# WHAT THE TASK REQUIRES
Count the lines that contain the string "every" in the records beneath, and respond with the number only.

# Collected data
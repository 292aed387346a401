//! Integration tests for the Compilation API
//!
//! These tests drive source units through the facade the way the enclosing
//! compiler does and check what reaches the intermediate.

use proptest::prelude::*;

use tessera::{
    Analyzer, Claim, Compilation, CompilerExtension, ErrorCode, ParseContext, TesseraError,
    analyzer::{ActionSchedule, ILLEGAL_INTEGER, SearchEntry, SearchRelationFlags},
    config::{CompilerConfig, FieldConfig, TableConfig},
    identifier::Identifier,
    identifiers::{generate_guid, generate_identifier, generate_platform_identifier},
    location::SourceLineNumber,
    platform::{Platform, PlatformSet},
    section::{Intermediate, Section},
    sequence::SequenceTable,
    symbol::{
        FieldKind,
        definitions::{custom_action, directory, wix_action, wix_ensure_table, wix_simple_reference},
    },
    validate::is_valid_identifier,
    views::SearchGraph,
    xml::{QualifiedName, XmlAttribute, XmlElement},
};

const UTIL: &str = "http://example.com/schemas/util";

fn line(n: u32) -> SourceLineNumber {
    SourceLineNumber::new("product.wxs", n)
}

fn compilation(config: CompilerConfig) -> Compilation {
    Compilation::new("Setup", config).expect("valid configuration")
}

fn compile_errors(err: &TesseraError) -> Vec<ErrorCode> {
    err.as_compile_error()
        .expect("compile error")
        .errors()
        .filter_map(|d| d.code())
        .collect()
}

#[test]
fn test_compilation_api_exists() {
    let compilation = compilation(CompilerConfig::default());
    assert!(compilation.definitions().get("Directory").is_some());
}

#[test]
fn test_empty_compilation() {
    let output = compilation(CompilerConfig::default())
        .finish()
        .expect("nothing to fail");
    assert!(output.intermediate().sections().is_empty());
    assert!(output.warnings().is_empty());
}
//! Sections and the intermediate they are collected into.
//!
//! A [`Section`] is the append-only symbol store for one compiled source unit.
//! Grouping edges, searches and scheduled actions are ordinary symbols in the
//! section, so every graph over them is a view computed from
//! [`Section::symbols`].

use indexmap::IndexMap;
use log::trace;
use thiserror::Error;

use crate::{
    location::SourceLineNumber,
    sequence::SequenceTable,
    symbol::{Symbol, definitions::wix_action, definitions::wix_ensure_table},
};

/// Errors raised when a symbol cannot be added to a section.
#[derive(Debug, Clone, PartialEq, Eq, Error)]
pub enum SectionError {
    #[error("duplicate symbol `{id}` in table `{table}`")]
    Duplicate {
        table: String,
        id: String,
        first: Option<SourceLineNumber>,
    },
}

/// The symbols produced by one source unit.
#[derive(Debug, Clone, PartialEq, Eq)]
pub struct Section {
    id: String,
    location: Option<SourceLineNumber>,
    symbols: Vec<Symbol>,
    keys: IndexMap<(String, String), usize>,
}

impl Section {
    pub fn new(id: impl Into<String>, location: Option<SourceLineNumber>) -> Self {
        Self {
            id: id.into(),
            location,
            symbols: Vec::new(),
            keys: IndexMap::new(),
        }
    }

    pub fn id(&self) -> &str {
        &self.id
    }

    pub fn location(&self) -> Option<&SourceLineNumber> {
        self.location.as_ref()
    }

    /// Appends a symbol, rejecting a second symbol with the same table and id.
    ///
    /// Anonymous symbols are always accepted. The returned reference lets the
    /// caller fill in fields after the key has been claimed.
    ///
    /// # Errors
    ///
    /// Returns [`SectionError::Duplicate`] carrying the location of the symbol
    /// that already holds the key. The section is left unchanged.
    pub fn add_symbol(&mut self, symbol: Symbol) -> Result<&mut Symbol, SectionError> {
        if let Some(id) = symbol.id() {
            let key = (symbol.definition().name().to_string(), id.id().to_string());
            if let Some(&existing) = self.keys.get(&key) {
                return Err(SectionError::Duplicate {
                    table: key.0,
                    id: key.1,
                    first: self.symbols[existing].location().cloned(),
                });
            }
            self.keys.insert(key, self.symbols.len());
        }
        Ok(self.push_symbol(symbol))
    }

    /// Appends a symbol without checking for an existing key.
    ///
    /// Reserved for rows whose identity is not unique by construction, such as
    /// the overriding action rows that share a key with the action they
    /// override.
    pub fn push_symbol(&mut self, symbol: Symbol) -> &mut Symbol {
        trace!(
            section = self.id.as_str(),
            table = symbol.definition().name(),
            id:? = symbol.id().map(|id| id.id());
            "Appended symbol"
        );
        let index = self.symbols.len();
        self.symbols.push(symbol);
        &mut self.symbols[index]
    }

    /// Returns every symbol in insertion order.
    pub fn symbols(&self) -> &[Symbol] {
        &self.symbols
    }

    /// Returns the symbols of one table in insertion order.
    pub fn symbols_of<'s, 't>(&'s self, table: &'t str) -> impl Iterator<Item = &'s Symbol> {
        self.symbols
            .iter()
            .filter(move |symbol| symbol.definition().name() == table)
    }

    /// Finds the first symbol of `table` with the given id.
    pub fn find(&self, table: &str, id: &str) -> Option<&Symbol> {
        match self.keys.get(&(table.to_string(), id.to_string())) {
            Some(&index) => Some(&self.symbols[index]),
            None => self.symbols.iter().find(|symbol| {
                symbol.definition().name() == table && symbol.id().is_some_and(|sid| sid == id)
            }),
        }
    }

    /// Returns `true` if the table was already marked as required.
    pub fn is_table_ensured(&self, table: &str) -> bool {
        self.symbols_of(wix_ensure_table::TABLE)
            .any(|symbol| symbol.string(wix_ensure_table::TABLE_NAME) == Some(table))
    }

    /// Returns the actions scheduled in `sequence`, in declaration order.
    pub fn actions_in(&self, sequence: SequenceTable) -> impl Iterator<Item = &Symbol> + '_ {
        self.symbols_of(wix_action::TABLE).filter(move |symbol| {
            symbol.number(wix_action::SEQUENCE_TABLE) == Some(sequence.code())
        })
    }

    pub fn len(&self) -> usize {
        self.symbols.len()
    }

    pub fn is_empty(&self) -> bool {
        self.symbols.is_empty()
    }
}

/// The output of compiling a set of source units.
#[derive(Debug, Clone, Default, PartialEq, Eq)]
pub struct Intermediate {
    id: String,
    sections: Vec<Section>,
}

impl Intermediate {
    pub fn new(id: impl Into<String>) -> Self {
        Self {
            id: id.into(),
            sections: Vec::new(),
        }
    }

    pub fn id(&self) -> &str {
        &self.id
    }

    pub fn add_section(&mut self, section: Section) {
        self.sections.push(section);
    }

    pub fn sections(&self) -> &[Section] {
        &self.sections
    }
}
impl Analyzer {
    /// Offers an attribute to the extensions of its namespace.
    ///
    /// An attribute no extension claims is reported as unexpected.
    /// Namespace declarations and W3C attributes are skipped.
    pub fn parse_extension_attribute(
        &mut self,
        extensions: &mut [Box<dyn CompilerExtension>],
        intermediate: &Intermediate,
        section: &mut Section,
        element: &XmlElement,
        attribute: &XmlAttribute,
        context: Option<&ParseContext>,
    ) {
        if is_ignorable_attribute(attribute.name()) {
            return;
        }

        let context = context.unwrap_or(&EMPTY_CONTEXT);
        let namespace = attribute.name().namespace();
        for extension in extensions_for(extensions, namespace) {
            if extension
                .try_parse_attribute(self, intermediate, section, element, attribute, context)
                .is_claimed()
            {
                trace!(
                    attribute:% = attribute.name(),
                    extension = extension.namespace();
                    "Extension claimed attribute"
                );
                return;
            }
        }

        self.unexpected_attribute(element, attribute);
    }

    /// Offers an element to the extensions of its namespace.
    ///
    /// An element no extension claims is reported as unhandled.
    pub fn parse_extension_element(
        &mut self,
        extensions: &mut [Box<dyn CompilerExtension>],
        intermediate: &Intermediate,
        section: &mut Section,
        parent: &XmlElement,
        element: &XmlElement,
        context: Option<&ParseContext>,
    ) {
        let context = context.unwrap_or(&EMPTY_CONTEXT);
        let namespace = element.name().namespace();
        for extension in extensions_for(extensions, namespace) {
            if extension
                .try_parse_element(self, intermediate, section, parent, element, context)
                .is_claimed()
            {
                trace!(
                    element:% = element.name(),
                    extension = extension.namespace();
                    "Extension claimed element"
                );
                return;
            }
        }

        self.unhandled_extension_element(parent, element);
    }

    /// Offers an element nested in a component to the extensions of its
    /// namespace and returns the key path the claiming extension supplied.
    pub fn parse_possible_key_path_extension_element(
        &mut self,
        extensions: &mut [Box<dyn CompilerExtension>],
        intermediate: &Intermediate,
        section: &mut Section,
        parent: &XmlElement,
        element: &XmlElement,
        context: Option<&ParseContext>,
    ) -> Option<ComponentKeyPath> {
        let context = context.unwrap_or(&EMPTY_CONTEXT);
        let namespace = element.name().namespace();
        for extension in extensions_for(extensions, namespace) {
            if let Claim::Claimed(key_path) = extension
                .try_parse_key_path_element(self, intermediate, section, parent, element, context)
            {
                debug!(
                    element:% = element.name(),
                    key_path:? = key_path.as_ref().map(ComponentKeyPath::id);
                    "Extension claimed key path element"
                );
                return key_path;
            }
        }

        self.unhandled_extension_element(parent, element);
        None
    }

    /// Dispatches every child of `element` to extensions.
    ///
    /// Children in the element's own namespace are core constructs nobody
    /// consumed and are reported as unexpected.
    pub fn parse_for_extension_elements(
        &mut self,
        extensions: &mut [Box<dyn CompilerExtension>],
        intermediate: &Intermediate,
        section: &mut Section,
        element: &XmlElement,
        context: Option<&ParseContext>,
    ) {
        for child in element.children() {
            if child.name().namespace() == element.name().namespace() {
                self.unexpected_element(element, child);
            } else {
                self.parse_extension_element(
                    extensions,
                    intermediate,
                    section,
                    element,
                    child,
                    context,
                );
            }
        }
    }

    /// Reports an attribute that nothing consumed, at its element's location.
    pub fn unexpected_attribute(&mut self, element: &XmlElement, attribute: &XmlAttribute) {
        if is_ignorable_attribute(attribute.name()) {
            return;
        }
        self.emit(
            Diagnostic::error(format!(
                "the `{}` element contains an unexpected attribute `{}`",
                element.name(),
                attribute.name()
            ))
            .with_code(ErrorCode::E200)
            .with_label(element.location().clone(), "unexpected attribute"),
        );
    }

    /// Reports a child element that nothing consumed, at the child's location.
    pub fn unexpected_element(&mut self, parent: &XmlElement, child: &XmlElement) {
        self.emit(
            Diagnostic::error(format!(
                "the `{}` element contains an unexpected child element `{}`",
                parent.name(),
                child.name()
            ))
            .with_code(ErrorCode::E201)
            .with_label(child.location().clone(), "unexpected element"),
        );
    }

    fn unhandled_extension_element(&mut self, parent: &XmlElement, element: &XmlElement) {
        let help = match element.name().namespace() {
            Some(namespace) => format!("register an extension for the namespace `{namespace}`"),
            None => "core elements are not handled by extensions".to_string(),
        };
        self.emit(
            Diagnostic::error(format!(
                "the `{}` element contains an extension element `{}` that no extension handled",
                parent.name(),
                element.name()
            ))
            .with_code(ErrorCode::E202)
            .with_label(element.location().clone(), "unhandled extension element")
            .with_help(help),
        );
    }
}
//! Collector for accumulating diagnostics while analyzing one source unit.

use log::debug;

use crate::error::{CompileError, Diagnostic};

/// Accumulates the diagnostics of one source unit.
///
/// Builders emit into the collector and keep going, so a single pass surfaces
/// as many problems as possible.
///
/// # Example
///
/// ```
/// # use tessera_compiler::error::{Diagnostic, DiagnosticCollector, ErrorCode};
/// let mut collector = DiagnosticCollector::new();
///
/// collector.emit(Diagnostic::warning("identifier is longer than 72 characters"));
/// assert!(!collector.has_errors());
///
/// collector.emit(Diagnostic::error("illegal GUID `xyz`").with_code(ErrorCode::E006));
/// assert!(collector.has_errors());
///
/// let err = collector.finish().unwrap_err();
/// assert_eq!(err.diagnostics().len(), 2);
/// ```
#[derive(Debug, Default)]
pub struct DiagnosticCollector {
    diagnostics: Vec<Diagnostic>,
    has_errors: bool,
}

impl DiagnosticCollector {
    /// Create a new empty collector.
    pub fn new() -> Self {
        Self::default()
    }

    /// Emit a diagnostic to this collector.
    ///
    /// The diagnostic is added to the collection and if it's an error,
    /// the collector is marked as having errors.
    pub fn emit(&mut self, diagnostic: Diagnostic) {
        debug!(
            severity:% = diagnostic.severity(),
            code:? = diagnostic.code(),
            message = diagnostic.message();
            "Diagnostic emitted"
        );
        if diagnostic.severity().is_error() {
            self.has_errors = true;
        }
        self.diagnostics.push(diagnostic);
    }

    /// Returns `true` if any error-class diagnostic was emitted.
    pub fn has_errors(&self) -> bool {
        self.has_errors
    }

    /// Returns every diagnostic emitted so far, in emission order.
    pub fn diagnostics(&self) -> &[Diagnostic] {
        &self.diagnostics
    }

    /// Returns the number of error-class diagnostics.
    pub fn error_count(&self) -> usize {
        self.diagnostics
            .iter()
            .filter(|d| d.severity().is_error())
            .count()
    }

    /// Finish collection and return a result.
    ///
    /// - If there are errors, returns `Err(CompileError)` with all diagnostics.
    /// - If there are no errors, returns `Ok` with the warnings.
    pub fn finish(self) -> Result<Vec<Diagnostic>, CompileError> {
        if self.has_errors {
            Err(CompileError::new(self.diagnostics))
        } else {
            Ok(self.diagnostics)
        }
    }
}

# SOLUTION TO THIS PROBLEM
4